He wished to be able to generalize: he broke his own little collection
into pieces; crystals lent by his friends were broken; everywhere he
found a structure which depended upon the same laws. [11]
The result was Haüy's
Traité de Mineralogie
which
made him a member of the French Academy and a pioneer of the science
of crystallography.
Haüy had a favourite pupil, Delafosse, who later became Pasteur's
teacher at the École Normale in Paris. Under his influence Pasteur took
up the study of crystallography; it was in this field that he made his
first important discoveries, which contained the germs of all his later
achievements. The decisive incident was again a laboratory mishap.
Pasteur was studying his favourite mineral, Para-Tartrate, derived from
the red Tartar deposit in the vats of fermented wine. One day one of
his Tartrate solutions became affected by a mould, and spoiled. This
kind of thing frequently happens in warm weather; the normal reaction
of chemists is to pour, with a gentle oath, the turbid liquid down
the drain. Pasteur reversed the logic of the situation: he shifted his
attention to the accidental and irrelevant mould, and turned 'accident'
into 'experiment' by studying the mould's action on the Tartrate. The
result was 'the first link in the chain of arguments which led him
into the study of fermentation, to the recognition that micro-organisms
play an essential role in the economy of nature, and eventually to his
epoch-making discoveries in the field of infectious diseases'.
In his later life Pasteur performed the same kind of mental head-stand
on at least two more momentous occasions. One I have already mentioned:
the discovery of immunization by vaccines, which grew out of a spoilt
culture of chicken cholera. The other was the 'domestication' of
micro-organisms, their transformation from enemies into allies of
man, which led to industrial micro-biology and, eventually, to the
antibiotics: microbes destroying microbes. 'In the inferior organisms,'
he wrote, 'still more than in the big animal and vegetable species,
life hinders life.' It sounds simple. But what a long way it was from
the enunciation of the principle to the discovery of penicillin! It took
more than half a century; and it was again due to an almost ludicrous
series of misadventures. They started in 1922, when Alexander Fleming
caught a cold. A drip from his nose fell into a dish in his laboratory
at St. Mary's Hospital; the nasal slime killed off the bacilli in the
culture; Fleming isolated the active agent in the mucus, which was also
present in tears, and called it lysozyme. That was the first step; but
lysozyme was not powerful enough as a germ-killer, and another seven
years had to pass until a gust of wind blew through the lab window a
spore of the mould penicillium notatum, which happened to settle in a
culture dish of staphylococci. But Fleming had been waiting for that
stroke of luck for fifteen years; and when it came, he was ready for
it. As Lenin has said somewhere: 'If you think of Revolution, dream of
Revolution, sleep with Revolution for thirty years, you are bound to
achieve a Revolution one day.'
I shall have to return to Fleming in a different context. The examples of
'discovery by misadventure', which I have just given, were taken from
biology; but the same kind of perverse- or reverse-logic can also be
found operating in other branches of science and art.
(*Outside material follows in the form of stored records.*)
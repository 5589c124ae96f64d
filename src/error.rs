//! Error types for the edgequake-md2docx library.
//!
//! Two distinct error types reflect two distinct failure modes:
//!
//! * [`Md2DocxError`]: **Fatal**: the file cannot be converted at all
//!   (unreadable input, container write failure, bad configuration).
//!   Returned as `Err(Md2DocxError)` from the top-level `convert*` functions.
//!
//! * [`ConversionWarning`]: **Non-fatal**: one image could not be loaded or
//!   described, but the document is still produced. Stored inside
//!   [`crate::output::ConversionOutput`] so callers can inspect what was
//!   degraded.
//!
//! Parsing and normalisation have no error type: OCR Markdown is noisy and
//! every line degrades to plain text rather than failing.

use std::path::PathBuf;
use thiserror::Error;

/// All fatal errors returned by the edgequake-md2docx library.
#[derive(Debug, Error)]
pub enum Md2DocxError {
    // ── Input errors ──────────────────────────────────────────────────────
    /// The Markdown file is missing, unreadable, or not valid UTF-8.
    #[error("Cannot read Markdown input '{path}': {reason}")]
    UnreadableInput { path: PathBuf, reason: String },

    // ── Output errors ─────────────────────────────────────────────────────
    /// Building the DOCX container failed (zip or media error).
    #[error("Failed to build DOCX for '{path}': {detail}")]
    EmissionFailed { path: PathBuf, detail: String },

    /// Could not create, write, or rename the output DOCX file.
    #[error("Failed to write output file '{path}': {source}")]
    OutputWriteFailed {
        path: PathBuf,
        #[source]
        source: std::io::Error,
    },

    // ── Config errors ─────────────────────────────────────────────────────
    /// Builder validation failed.
    #[error("Invalid configuration: {0}")]
    InvalidConfig(String),

    /// The alt-text LLM provider could not be initialised.
    #[error("LLM provider '{provider}' is not configured.\n{hint}")]
    ProviderNotConfigured { provider: String, hint: String },

    // ── Catch-all ─────────────────────────────────────────────────────────
    /// Unexpected internal error.
    #[error("Internal error: {0}")]
    Internal(String),
}

/// A non-fatal problem with a single image.
///
/// The image is still represented in the output, with a degraded alt text.
#[derive(Debug, Clone, PartialEq, Eq, Error, serde::Serialize, serde::Deserialize)]
pub enum ConversionWarning {
    /// The referenced image file does not exist or cannot be decoded.
    #[error("Image '{src}' could not be loaded; a text placeholder was used")]
    MalformedImageReference { src: String },

    /// The alt-text collaborator failed; a positional description was used.
    #[error("Alt text synthesis failed for '{src}' on page {page}: {detail}")]
    AltTextSynthesisFailed {
        src: String,
        page: usize,
        detail: String,
    },
}
//! CLI binary for edgequake-md2docx.
//!
//! A thin shim over the library crate that maps CLI flags to
//! `ConversionConfig`, converts each file on the blocking pool and prints
//! one status line per file.

use anyhow::{Context, Result};
use clap::Parser;
use edgequake_md2docx::pipeline::input::{is_documentation_file, is_markdown_file};
use edgequake_md2docx::{
    convert_to_file, default_output_path, AltTextOptions, ConversionConfig, ConversionReport,
    ConversionStatus, StyleMapping, VisionAltText,
};
use futures::stream::{self, StreamExt};
use indicatif::{ProgressBar, ProgressStyle};
use std::io;
use std::path::{Path, PathBuf};
use std::sync::Arc;
use std::time::{Duration, Instant};
use tracing::warn;
use tracing_subscriber::EnvFilter;

// ── ANSI colour helpers (no extra deps) ──────────────────────────────────────

fn green(s: &str) -> String {
    format!("\x1b[32m{s}\x1b[0m")
}
fn red(s: &str) -> String {
    format!("\x1b[31m{s}\x1b[0m")
}
fn dim(s: &str) -> String {
    format!("\x1b[2m{s}\x1b[0m")
}
fn bold(s: &str) -> String {
    format!("\x1b[1m{s}\x1b[0m")
}
fn cyan(s: &str) -> String {
    format!("\x1b[36m{s}\x1b[0m")
}

const AFTER_HELP: &str = r#"EXAMPLES:
  # Convert one file (writes paper.docx next to it)
  md2docx paper.md

  # Choose the output name
  md2docx paper.md -o accessible.docx

  # Batch, 8 files at a time, keeping OCR page breaks
  md2docx --preserve-page-breaks -j 8 ocr_output/*.md

  # No network: caption-less images are marked decorative
  md2docx --no-auto-alt paper.md

  # Machine-readable per-file report
  md2docx --json *.md > report.json

ALT TEXT:
  Images keep a real Markdown caption or a following "Figure N:" line as
  their description. Other images are described by a vision model; if no
  provider is configured or a call fails, they get "Image on page N".

ENVIRONMENT VARIABLES:
  MISTRAL_API_KEY         Mistral API key (pixtral vision models)
  OPENAI_API_KEY          OpenAI API key
  EDGEQUAKE_LLM_PROVIDER  Override provider (mistral, openai, anthropic, gemini, ollama)
  EDGEQUAKE_MODEL         Override model ID
  RUST_LOG                Log filter (e.g. edgequake_md2docx=debug)

  A .env file is loaded from --env-file, then each input's directory, then
  the current directory. Variables already set are never overridden.
"#;

/// Compile OCR Markdown into accessible DOCX documents.
#[derive(Parser, Debug)]
#[command(
    name = "md2docx",
    version,
    about = "Compile OCR Markdown into accessible DOCX documents",
    long_about = "Compile Markdown produced by an OCR service into Word documents with real \
heading styles, grouped lists, marked table header rows, image descriptions and a linear \
reading order, so screen readers and accessibility checkers understand them.",
    arg_required_else_help = true,
    color = clap::ColorChoice::Auto,
    after_long_help = AFTER_HELP
)]
struct Cli {
    /// Markdown file(s) to convert.
    #[arg(required = true)]
    files: Vec<PathBuf>,

    /// Output filename (single input only).
    #[arg(short, long, env = "MD2DOCX_OUTPUT")]
    output: Option<PathBuf>,

    /// Insert page breaks at OCR page markers.
    #[arg(long, env = "MD2DOCX_PRESERVE_PAGE_BREAKS")]
    preserve_page_breaks: bool,

    /// Do not call a vision model; caption-less images are marked decorative.
    #[arg(long, env = "MD2DOCX_NO_AUTO_ALT")]
    no_auto_alt: bool,

    /// Do not linearise a side-by-side author block on the first page.
    #[arg(long, env = "MD2DOCX_NO_AUTHOR_GRID")]
    no_author_grid: bool,

    /// Keep inline LaTeX ($^{1}$ …) as written.
    #[arg(long, env = "MD2DOCX_KEEP_LATEX")]
    keep_latex: bool,

    /// Path to a .env file with provider credentials.
    #[arg(long, env = "MD2DOCX_ENV_FILE")]
    env_file: Option<PathBuf>,

    /// Vision model for alt text [default: pixtral-12b-2409 for Mistral, gpt-4.1-nano for OpenAI].
    #[arg(long, env = "MD2DOCX_ALT_MODEL")]
    alt_model: Option<String>,

    /// LLM provider: mistral, openai, anthropic, gemini, ollama.
    #[arg(long, env = "MD2DOCX_PROVIDER")]
    provider: Option<String>,

    /// JSON file mapping node kinds to DOCX style ids.
    #[arg(long, env = "MD2DOCX_STYLE_MAP")]
    style_map: Option<PathBuf>,

    /// Number of files converted concurrently.
    #[arg(short, long, env = "MD2DOCX_JOBS", default_value_t = 4,
          value_parser = clap::value_parser!(u16).range(1..=64))]
    jobs: u16,

    /// Print a JSON report of every file on stdout.
    #[arg(long, env = "MD2DOCX_JSON")]
    json: bool,

    /// Disable progress bar.
    #[arg(long, env = "MD2DOCX_NO_PROGRESS")]
    no_progress: bool,

    /// Enable DEBUG-level tracing logs.
    #[arg(short, long, env = "MD2DOCX_VERBOSE")]
    verbose: bool,

    /// Suppress all output except errors.
    #[arg(short, long, env = "MD2DOCX_QUIET")]
    quiet: bool,
}

/// One input after filtering.
enum Job {
    Convert { input: PathBuf, output: PathBuf },
    Skip { input: PathBuf, reason: &'static str },
}

#[tokio::main]
async fn main() -> Result<()> {
    let cli = Cli::parse();

    // ── Logging setup ────────────────────────────────────────────────────
    // Suppress INFO-level library logs when the progress bar is active;
    // the status lines carry everything the user needs.
    let show_progress = !cli.quiet && !cli.no_progress && !cli.json && cli.files.len() > 1;
    let filter = if cli.verbose {
        "debug"
    } else if cli.quiet || show_progress {
        "error"
    } else {
        "info"
    };

    tracing_subscriber::fmt()
        .with_env_filter(
            EnvFilter::try_from_default_env().unwrap_or_else(|_| EnvFilter::new(filter)),
        )
        .with_writer(io::stderr)
        .init();

    if cli.output.is_some() && cli.files.len() > 1 {
        anyhow::bail!("-o/--output can only be used with a single input file");
    }

    load_env_files(cli.env_file.as_deref(), &cli.files)?;
    let config = build_config(&cli)?;

    let jobs: Vec<Job> = cli.files.iter().map(|f| plan_job(f, cli.output.as_deref())).collect();
    let total = jobs
        .iter()
        .filter(|j| matches!(j, Job::Convert { .. }))
        .count();

    let bar = show_progress.then(|| progress_bar(total));
    let start = Instant::now();
    let mut reports: Vec<(usize, ConversionReport)> = Vec::with_capacity(jobs.len());

    let mut pending = Vec::new();
    for (idx, job) in jobs.into_iter().enumerate() {
        match job {
            Job::Skip { input, reason } => {
                if !cli.quiet && !cli.json {
                    status(&bar, format!("  {} {}  {}", dim("–"), input.display(), dim(reason)));
                }
            }
            Job::Convert { input, output } => pending.push((idx, input, output)),
        }
    }

    let mut results = stream::iter(pending.into_iter().map(|(idx, input, output)| {
        let config = config.clone();
        async move {
            let report = tokio::task::spawn_blocking({
                let input = input.clone();
                let output = output.clone();
                move || run_one(&input, &output, &config)
            })
            .await
            .unwrap_or_else(|e| ConversionReport {
                input,
                output: None,
                status: ConversionStatus::Failed {
                    reason: format!("worker panicked: {e}"),
                },
                warnings: Vec::new(),
            });
            (idx, report)
        }
    }))
    .buffer_unordered(usize::from(cli.jobs));

    while let Some((idx, report)) = results.next().await {
        if !cli.quiet && !cli.json {
            status(&bar, status_line(&report));
        }
        if let Some(ref b) = bar {
            b.inc(1);
        }
        reports.push((idx, report));
    }
    if let Some(b) = bar {
        b.finish_and_clear();
    }

    reports.sort_by_key(|(idx, _)| *idx);
    let reports: Vec<ConversionReport> = reports.into_iter().map(|(_, r)| r).collect();
    let failed = reports.iter().filter(|r| !r.succeeded()).count();

    if cli.json {
        println!(
            "{}",
            serde_json::to_string_pretty(&reports).context("Failed to serialise report")?
        );
    } else if !cli.quiet && total > 1 {
        let ok = total - failed;
        eprintln!(
            "{} {}/{} files converted  {}",
            if failed == 0 { green("✔") } else { cyan("⚠") },
            bold(&ok.to_string()),
            total,
            dim(&format!("{:.1}s", start.elapsed().as_secs_f64())),
        );
    }

    if failed > 0 {
        std::process::exit(1);
    }
    Ok(())
}

/// Decide what to do with one command-line path.
fn plan_job(input: &Path, output: Option<&Path>) -> Job {
    if is_documentation_file(input) {
        return Job::Skip {
            input: input.to_path_buf(),
            reason: "skipped: documentation file",
        };
    }
    if !is_markdown_file(input) {
        return Job::Skip {
            input: input.to_path_buf(),
            reason: "skipped: not a .md file",
        };
    }
    Job::Convert {
        input: input.to_path_buf(),
        output: output
            .map(Path::to_path_buf)
            .unwrap_or_else(|| default_output_path(input)),
    }
}

/// Convert one file; runs on the blocking pool.
fn run_one(input: &Path, output: &Path, config: &ConversionConfig) -> ConversionReport {
    match convert_to_file(input, output, config) {
        Ok(out) => ConversionReport {
            input: input.to_path_buf(),
            output: Some(output.to_path_buf()),
            status: ConversionStatus::Succeeded { stats: out.stats },
            warnings: out.warnings,
        },
        Err(e) => ConversionReport {
            input: input.to_path_buf(),
            output: None,
            status: ConversionStatus::Failed {
                reason: e.to_string(),
            },
            warnings: Vec::new(),
        },
    }
}

fn status_line(report: &ConversionReport) -> String {
    match &report.status {
        ConversionStatus::Succeeded { stats } => {
            let mut line = format!(
                "  {} {}  →  {}  {}",
                green("✓"),
                report.input.display(),
                bold(
                    &report
                        .output
                        .as_deref()
                        .map(|p| p.display().to_string())
                        .unwrap_or_default()
                ),
                dim(&format!(
                    "{} headings, {} tables, {} images, {}ms",
                    stats.headings, stats.tables, stats.images, stats.duration_ms
                )),
            );
            for w in &report.warnings {
                line.push_str(&format!("\n      {} {}", cyan("⚠"), w));
            }
            line
        }
        ConversionStatus::Failed { reason } => {
            format!("  {} {}  {}", red("✗"), report.input.display(), red(reason))
        }
    }
}

/// Print above the progress bar when there is one.
fn status(bar: &Option<ProgressBar>, line: String) {
    match bar {
        Some(b) => b.println(line),
        None => eprintln!("{line}"),
    }
}

fn progress_bar(total: usize) -> ProgressBar {
    let bar = ProgressBar::new(total as u64);
    let style = ProgressStyle::with_template(
        "{spinner:.cyan} {prefix:.bold}  \
         [{bar:42.green/238}] {pos:>3}/{len} files  \
         ⏱ {elapsed_precise}  ETA {eta_precise}",
    )
    .unwrap_or_else(|_| ProgressStyle::default_bar())
    .progress_chars("█▉▊▋▌▍▎▏  ")
    .tick_strings(&["⠋", "⠙", "⠹", "⠸", "⠼", "⠴", "⠦", "⠧", "⠇", "⠏", "⠿"]);
    bar.set_style(style);
    bar.set_prefix("Converting");
    bar.enable_steady_tick(Duration::from_millis(80));
    bar
}

/// Load `.env` files: `--env-file`, then each input's directory, then the
/// current directory. Earlier files win; the process environment wins over
/// all of them.
fn load_env_files(env_file: Option<&Path>, inputs: &[PathBuf]) -> Result<()> {
    if let Some(path) = env_file {
        dotenvy::from_path(path)
            .with_context(|| format!("Failed to load env file {}", path.display()))?;
    }
    let mut seen = std::collections::HashSet::new();
    for input in inputs {
        let dir = input
            .parent()
            .filter(|p| !p.as_os_str().is_empty())
            .unwrap_or_else(|| Path::new("."));
        let candidate = dir.join(".env");
        if seen.insert(candidate.clone()) && candidate.is_file() {
            if let Err(e) = dotenvy::from_path(&candidate) {
                warn!("Ignoring {}: {}", candidate.display(), e);
            }
        }
    }
    dotenvy::dotenv().ok();
    Ok(())
}

/// Map CLI args to `ConversionConfig`.
fn build_config(cli: &Cli) -> Result<ConversionConfig> {
    let mut builder = ConversionConfig::builder()
        .preserve_page_breaks(cli.preserve_page_breaks)
        .auto_alt(!cli.no_auto_alt)
        .author_grid(!cli.no_author_grid)
        .clean_latex(!cli.keep_latex);

    if let Some(ref path) = cli.style_map {
        let styles = StyleMapping::from_json_file(path).context("Invalid style map")?;
        builder = builder.styles(styles);
    }

    if !cli.no_auto_alt {
        let options = AltTextOptions {
            provider_name: cli.provider.clone(),
            model: cli.alt_model.clone(),
            ..Default::default()
        };
        match VisionAltText::from_env(options) {
            Ok(vision) => builder = builder.alt_text(Arc::new(vision)),
            // A missing key degrades alt text; it does not stop conversion.
            Err(e) => {
                warn!("Alt-text synthesis unavailable: {e}");
                if !cli.quiet {
                    eprintln!(
                        "{} alt-text synthesis disabled: {}",
                        cyan("⚠"),
                        e.to_string().lines().next().unwrap_or_default()
                    );
                }
            }
        }
    }

    builder.build().context("Invalid configuration")
}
In 1821 Faraday invented the electric motor, and constructed a crude
model of it. For more than fifty years no attention was paid to his
invention. In 1831 he also invented (independently from, and roughly
simultaneously with Joseph Henry) the electrical dynamo. A motor converts
electric current into mechanical motion; a dynamo converts mechanical
motion into electricity. But, curiously, the reciprocal nature of the two
machines was not realized until 1873. By that time huge dynamo machines,
driven by steam power, were in use to generate electrial current; but
Faraday's earlier invention had been forgotten, and electric
motors
did not exist.
In 1873, at an exhibition in Vienna, several dynamo machines of an
improved type were displayed. In the happy-go-lucky manner of the
Austrians, one of the technicians mistakenly connected a dynamo, driven
by a steam-engine, with a second dynamo which was at rest. The current
fed into the resting dynamo promptly set it into motion -- and thus the
electrical motor came into existence. Electric trains, the electrical
trammission of power, one of the foundations of modern technology,
originates in the accidental reversal of the function of a single machine.
The history of photography and the early history of radiography seem to
hinge on fluorescent screens and photographic plates which showed effects
they were not supposed to show, and vice versa. Daguerre put an exposed
plate into an untidy cupboard full of various bottles of chemicals --
including some mercury. The next morning he found to his surprise that
a perfect image had developed on the plate. He repeated the experiment,
systematically eliminating one chemical after another in the cupboard --
until he knew that it was mercury vapour which had done the trick. Prior
to the discovery of mercury as an ideal developer of latent images,
Daguerre had written: 'The time required to procure a photographic
copy of a landscape is from seven to eight hours; but single monuments,
when strongly lighted by the sun, or which are themselves very bright,
can be taken in about three hours.' [12] After the discovery, the time
of exposure was shortened to between three and thirty minutes.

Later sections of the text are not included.